▶ _Assignment_
Which lines of the records contain the word "struct"? Show each of them.

#### Source material

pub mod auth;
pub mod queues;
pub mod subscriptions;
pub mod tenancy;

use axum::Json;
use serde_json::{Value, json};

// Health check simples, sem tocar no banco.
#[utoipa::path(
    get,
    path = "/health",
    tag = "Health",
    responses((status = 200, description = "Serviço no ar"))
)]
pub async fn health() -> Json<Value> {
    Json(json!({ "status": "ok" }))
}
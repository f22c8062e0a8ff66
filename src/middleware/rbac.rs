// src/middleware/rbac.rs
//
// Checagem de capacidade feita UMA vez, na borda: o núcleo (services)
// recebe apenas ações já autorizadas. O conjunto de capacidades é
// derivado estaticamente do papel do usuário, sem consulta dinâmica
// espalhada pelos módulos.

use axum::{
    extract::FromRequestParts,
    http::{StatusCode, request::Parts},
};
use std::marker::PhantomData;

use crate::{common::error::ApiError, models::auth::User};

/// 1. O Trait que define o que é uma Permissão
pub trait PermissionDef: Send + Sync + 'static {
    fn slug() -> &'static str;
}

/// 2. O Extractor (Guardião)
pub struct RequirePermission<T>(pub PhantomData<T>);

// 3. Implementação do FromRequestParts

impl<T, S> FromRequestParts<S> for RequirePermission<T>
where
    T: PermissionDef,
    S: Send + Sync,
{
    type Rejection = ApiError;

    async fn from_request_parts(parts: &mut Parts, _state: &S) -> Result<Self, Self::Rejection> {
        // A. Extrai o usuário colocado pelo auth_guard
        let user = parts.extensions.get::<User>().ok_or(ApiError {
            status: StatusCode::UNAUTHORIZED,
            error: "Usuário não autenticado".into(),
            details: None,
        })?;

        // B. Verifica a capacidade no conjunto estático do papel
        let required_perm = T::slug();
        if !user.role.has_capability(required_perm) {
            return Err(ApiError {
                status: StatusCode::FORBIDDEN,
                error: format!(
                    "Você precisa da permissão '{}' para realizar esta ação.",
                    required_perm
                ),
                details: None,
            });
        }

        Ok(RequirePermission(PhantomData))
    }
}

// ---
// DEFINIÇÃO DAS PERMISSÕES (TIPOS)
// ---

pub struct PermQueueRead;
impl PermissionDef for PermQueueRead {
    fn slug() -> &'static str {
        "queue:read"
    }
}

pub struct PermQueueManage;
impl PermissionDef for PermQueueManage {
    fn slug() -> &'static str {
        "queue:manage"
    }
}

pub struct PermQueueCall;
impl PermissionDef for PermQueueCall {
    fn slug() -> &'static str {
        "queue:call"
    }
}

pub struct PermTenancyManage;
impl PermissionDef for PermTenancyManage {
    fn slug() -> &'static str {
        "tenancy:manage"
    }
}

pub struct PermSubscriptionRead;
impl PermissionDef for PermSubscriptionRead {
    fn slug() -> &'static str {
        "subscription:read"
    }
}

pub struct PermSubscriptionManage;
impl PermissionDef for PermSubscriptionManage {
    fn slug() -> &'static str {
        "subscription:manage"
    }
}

########
#### Source material

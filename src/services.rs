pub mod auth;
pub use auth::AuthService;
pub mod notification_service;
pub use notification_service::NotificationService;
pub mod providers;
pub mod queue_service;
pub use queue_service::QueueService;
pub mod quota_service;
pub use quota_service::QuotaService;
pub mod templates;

########
#### Source material

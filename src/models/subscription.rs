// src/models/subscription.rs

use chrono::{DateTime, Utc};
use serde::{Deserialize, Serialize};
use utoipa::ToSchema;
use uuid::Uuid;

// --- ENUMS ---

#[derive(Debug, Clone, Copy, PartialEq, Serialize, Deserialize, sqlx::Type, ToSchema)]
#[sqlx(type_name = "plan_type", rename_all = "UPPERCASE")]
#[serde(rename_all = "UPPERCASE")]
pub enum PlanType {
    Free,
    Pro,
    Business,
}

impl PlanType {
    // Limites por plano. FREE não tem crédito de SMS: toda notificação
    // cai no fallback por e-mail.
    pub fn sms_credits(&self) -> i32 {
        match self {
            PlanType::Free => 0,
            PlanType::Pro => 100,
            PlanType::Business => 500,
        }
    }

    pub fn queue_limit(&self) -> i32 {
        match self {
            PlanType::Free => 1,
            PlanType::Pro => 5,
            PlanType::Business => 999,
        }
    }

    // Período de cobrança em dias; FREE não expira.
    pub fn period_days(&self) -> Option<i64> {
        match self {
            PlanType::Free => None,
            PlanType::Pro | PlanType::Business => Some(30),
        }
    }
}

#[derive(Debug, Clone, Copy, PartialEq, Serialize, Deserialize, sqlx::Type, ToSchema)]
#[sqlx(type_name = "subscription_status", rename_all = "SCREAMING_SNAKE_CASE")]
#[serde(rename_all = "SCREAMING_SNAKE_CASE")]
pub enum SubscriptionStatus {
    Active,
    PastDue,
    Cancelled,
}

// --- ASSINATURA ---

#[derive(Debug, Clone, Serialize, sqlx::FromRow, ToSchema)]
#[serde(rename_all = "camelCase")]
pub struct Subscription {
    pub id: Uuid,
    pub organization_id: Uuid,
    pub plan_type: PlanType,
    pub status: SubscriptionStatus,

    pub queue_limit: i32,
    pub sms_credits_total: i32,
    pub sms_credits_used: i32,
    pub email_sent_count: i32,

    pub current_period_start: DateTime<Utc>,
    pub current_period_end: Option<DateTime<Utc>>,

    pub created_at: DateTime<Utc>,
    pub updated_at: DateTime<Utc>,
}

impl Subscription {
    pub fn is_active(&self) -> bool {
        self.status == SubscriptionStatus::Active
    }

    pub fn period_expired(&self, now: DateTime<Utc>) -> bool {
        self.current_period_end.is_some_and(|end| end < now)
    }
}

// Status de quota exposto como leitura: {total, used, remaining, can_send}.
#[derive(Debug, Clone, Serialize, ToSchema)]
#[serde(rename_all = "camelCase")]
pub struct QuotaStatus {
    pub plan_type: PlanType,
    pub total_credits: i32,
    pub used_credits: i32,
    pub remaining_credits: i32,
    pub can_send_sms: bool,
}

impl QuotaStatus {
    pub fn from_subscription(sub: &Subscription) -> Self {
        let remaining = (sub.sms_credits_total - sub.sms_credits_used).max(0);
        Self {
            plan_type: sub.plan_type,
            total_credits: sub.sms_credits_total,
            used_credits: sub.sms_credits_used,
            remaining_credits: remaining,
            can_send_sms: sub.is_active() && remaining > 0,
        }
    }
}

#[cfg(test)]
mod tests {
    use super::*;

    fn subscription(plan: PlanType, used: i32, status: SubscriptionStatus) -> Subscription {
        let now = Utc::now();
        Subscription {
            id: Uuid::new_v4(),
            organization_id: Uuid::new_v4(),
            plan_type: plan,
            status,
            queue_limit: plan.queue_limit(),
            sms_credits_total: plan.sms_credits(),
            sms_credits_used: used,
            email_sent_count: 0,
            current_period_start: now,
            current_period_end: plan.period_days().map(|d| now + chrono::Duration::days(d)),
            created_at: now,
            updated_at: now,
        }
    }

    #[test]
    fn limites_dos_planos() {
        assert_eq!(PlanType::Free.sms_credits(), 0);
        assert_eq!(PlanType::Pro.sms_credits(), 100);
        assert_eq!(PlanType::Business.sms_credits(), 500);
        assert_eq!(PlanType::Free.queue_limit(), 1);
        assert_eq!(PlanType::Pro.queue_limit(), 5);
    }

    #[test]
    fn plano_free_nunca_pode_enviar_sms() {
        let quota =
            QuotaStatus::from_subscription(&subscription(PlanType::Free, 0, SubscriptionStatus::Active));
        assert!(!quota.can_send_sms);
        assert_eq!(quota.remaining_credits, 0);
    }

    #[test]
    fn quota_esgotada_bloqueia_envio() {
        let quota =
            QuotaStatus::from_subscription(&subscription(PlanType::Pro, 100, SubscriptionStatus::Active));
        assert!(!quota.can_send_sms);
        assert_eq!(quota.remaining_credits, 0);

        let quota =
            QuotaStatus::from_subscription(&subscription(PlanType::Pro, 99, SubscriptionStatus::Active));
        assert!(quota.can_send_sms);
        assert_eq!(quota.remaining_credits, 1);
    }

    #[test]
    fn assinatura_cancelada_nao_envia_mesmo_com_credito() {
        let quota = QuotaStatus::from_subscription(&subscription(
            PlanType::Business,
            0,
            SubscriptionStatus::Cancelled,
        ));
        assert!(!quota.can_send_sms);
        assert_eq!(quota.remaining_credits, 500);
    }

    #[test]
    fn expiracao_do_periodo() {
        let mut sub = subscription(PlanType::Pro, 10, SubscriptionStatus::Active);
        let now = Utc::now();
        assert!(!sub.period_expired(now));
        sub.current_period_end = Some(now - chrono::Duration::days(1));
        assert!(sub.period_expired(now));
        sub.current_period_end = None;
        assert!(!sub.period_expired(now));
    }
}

########

▶ _Solution below_
pub struct RequirePermission<T>(pub PhantomData<T>);
pub struct PermQueueRead;
pub struct PermQueueManage;
pub struct PermQueueCall;
pub struct PermTenancyManage;
pub struct PermSubscriptionRead;
pub struct PermSubscriptionManage;
pub struct Subscription {
pub struct QuotaStatus {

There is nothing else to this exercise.